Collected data
*** Begin section ***

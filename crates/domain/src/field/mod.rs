pub mod catalog;

pub use catalog::{Field, FieldKind, FieldSpec, Layer};

/// Read a big-endian unsigned integer of up to 16 bytes.
pub fn read_be(bytes: &[u8]) -> u128 {
    let tail = &bytes[bytes.len().saturating_sub(16)..];
    tail.iter().fold(0u128, |acc, b| (acc << 8) | u128::from(*b))
}

/// Write `value` big-endian into `out`, keeping only the low `out.len()` bytes.
pub fn write_be(out: &mut [u8], value: u128) {
    let width = out.len().min(16);
    let bytes = value.to_be_bytes();
    let start = out.len() - width;
    out[start..].copy_from_slice(&bytes[16 - width..]);
    out[..start].fill(0);
}

/// Left-aligned run of `prefix` one-bits inside a `span`-byte window.
pub fn prefix_mask(span: usize, prefix: u8) -> u128 {
    let bits = (span.min(16) * 8) as u32;
    let p = u32::from(prefix).min(bits);
    if p == 0 {
        return 0;
    }
    let ones = if p == 128 { u128::MAX } else { (1u128 << p) - 1 };
    ones << (bits - p)
}

/// Normalise an operand to `width` bytes: drop leading bytes when too
/// long, left-pad with zeros when too short. A width of 0 leaves the
/// operand untouched, as does an empty operand.
pub fn normalize_operand(value: &[u8], width: usize) -> Vec<u8> {
    if width == 0 || value.is_empty() || value.len() == width {
        return value.to_vec();
    }
    if value.len() > width {
        return value[value.len() - width..].to_vec();
    }
    let mut out = vec![0u8; width - value.len()];
    out.extend_from_slice(value);
    out
}
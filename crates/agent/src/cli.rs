use clap::{Parser, Subcommand};
use infrastructure::config::{LogFormat, LogLevel};
use infrastructure::constants::{DEFAULT_BATCH_SIZE, DEFAULT_CONFIG_PATH};

#[derive(Parser, Debug)]
#[command(
    name = "mmb-agent",
    about = "mmb middlebox rule engine",
    version = env!("CARGO_PKG_VERSION"),
)]
pub struct Cli {
    /// Path to the YAML configuration file
    #[arg(short, long, default_value = DEFAULT_CONFIG_PATH, env = "MMB_CONFIG")]
    pub config: String,

    /// Log level override (takes precedence over config file)
    #[arg(short, long)]
    pub log_level: Option<LogLevel>,

    /// Log format: json (default, production) or text (development)
    #[arg(long)]
    pub log_format: Option<LogFormat>,

    #[command(subcommand)]
    pub command: Option<Command>,
}

#[derive(Subcommand, Debug, Clone, PartialEq, Eq)]
pub enum Command {
    /// Display version and build information
    Version,

    /// Load the rules and process hex-encoded packets read from stdin
    /// (default)
    Run {
        /// Packets evaluated per snapshot load
        #[arg(long, default_value_t = DEFAULT_BATCH_SIZE)]
        batch_size: usize,

        /// Print the metrics registry to stderr on exit
        #[arg(long)]
        dump_metrics: bool,
    },

    /// Validate the config, install the rules and print the rule list and
    /// table chain
    Check,

    /// Evaluate a single hex-encoded packet and print the verdict
    Eval {
        /// Raw IPv4/IPv6 packet as hex
        #[arg(long)]
        packet: String,

        /// Ingress interface id
        #[arg(long)]
        ingress: Option<u32>,
    },
}

impl Command {
    pub fn default_run() -> Self {
        Self::Run {
            batch_size: DEFAULT_BATCH_SIZE,
            dump_metrics: false,
        }
    }
}

pub fn parse() -> Cli {
    Cli::parse()
}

*** End section ***

**Task directions:**
All records are to be printed again, exactly and completely.

**Written answer:**
filename crates/domain/src/field/mod.rs
pub mod catalog;

pub use catalog::{Field, FieldKind, FieldSpec, Layer};

/// Read a big-endian unsigned integer of up to 16 bytes.
pub fn read_be(bytes: &[u8]) -> u128 {
    let tail = &bytes[bytes.len().saturating_sub(16)..];
    tail.iter().fold(0u128, |acc, b| (acc << 8) | u128::from(*b))
}

/// Write `value` big-endian into `out`, keeping only the low `out.len()` bytes.
pub fn write_be(out: &mut [u8], value: u128) {
    let width = out.len().min(16);
    let bytes = value.to_be_bytes();
    let start = out.len() - width;
    out[start..].copy_from_slice(&bytes[16 - width..]);
    out[..start].fill(0);
}

/// Left-aligned run of `prefix` one-bits inside a `span`-byte window.
pub fn prefix_mask(span: usize, prefix: u8) -> u128 {
    let bits = (span.min(16) * 8) as u32;
    let p = u32::from(prefix).min(bits);
    if p == 0 {
        return 0;
    }
    let ones = if p == 128 { u128::MAX } else { (1u128 << p) - 1 };
    ones << (bits - p)
}

/// Normalise an operand to `width` bytes: drop leading bytes when too
/// long, left-pad with zeros when too short. A width of 0 leaves the
/// operand untouched, as does an empty operand.
pub fn normalize_operand(value: &[u8], width: usize) -> Vec<u8> {
    if width == 0 || value.is_empty() || value.len() == width {
        return value.to_vec();
    }
    if value.len() > width {
        return value[value.len() - width..].to_vec();
    }
    let mut out = vec![0u8; width - value.len()];
    out.extend_from_slice(value);
    out
}
filename crates/agent/src/cli.rs
use clap::{Parser, Subcommand};
use infrastructure::config::{LogFormat, LogLevel};
use infrastructure::constants::{DEFAULT_BATCH_SIZE, DEFAULT_CONFIG_PATH};

#[derive(Parser, Debug)]
#[command(
    name = "mmb-agent",
    about = "mmb middlebox rule engine",
    version = env!("CARGO_PKG_VERSION"),
)]
pub struct Cli {
    /// Path to the YAML configuration file
    #[arg(short, long, default_value = DEFAULT_CONFIG_PATH, env = "MMB_CONFIG")]
    pub config: String,

    /// Log level override (takes precedence over config file)
    #[arg(short, long)]
    pub log_level: Option<LogLevel>,

    /// Log format: json (default, production) or text (development)
    #[arg(long)]
    pub log_format: Option<LogFormat>,

    #[command(subcommand)]
    pub command: Option<Command>,
}

#[derive(Subcommand, Debug, Clone, PartialEq, Eq)]
pub enum Command {
    /// Display version and build information
    Version,

    /// Load the rules and process hex-encoded packets read from stdin
    /// (default)
    Run {
        /// Packets evaluated per snapshot load
        #[arg(long, default_value_t = DEFAULT_BATCH_SIZE)]
        batch_size: usize,

        /// Print the metrics registry to stderr on exit
        #[arg(long)]
        dump_metrics: bool,
    },

    /// Validate the config, install the rules and print the rule list and
    /// table chain
    Check,

    /// Evaluate a single hex-encoded packet and print the verdict
    Eval {
        /// Raw IPv4/IPv6 packet as hex
        #[arg(long)]
        packet: String,

        /// Ingress interface id
        #[arg(long)]
        ingress: Option<u32>,
    },
}

impl Command {
    pub fn default_run() -> Self {
        Self::Run {
            batch_size: DEFAULT_BATCH_SIZE,
            dump_metrics: false,
        }
    }
}

pub fn parse() -> Cli {
    Cli::parse()
}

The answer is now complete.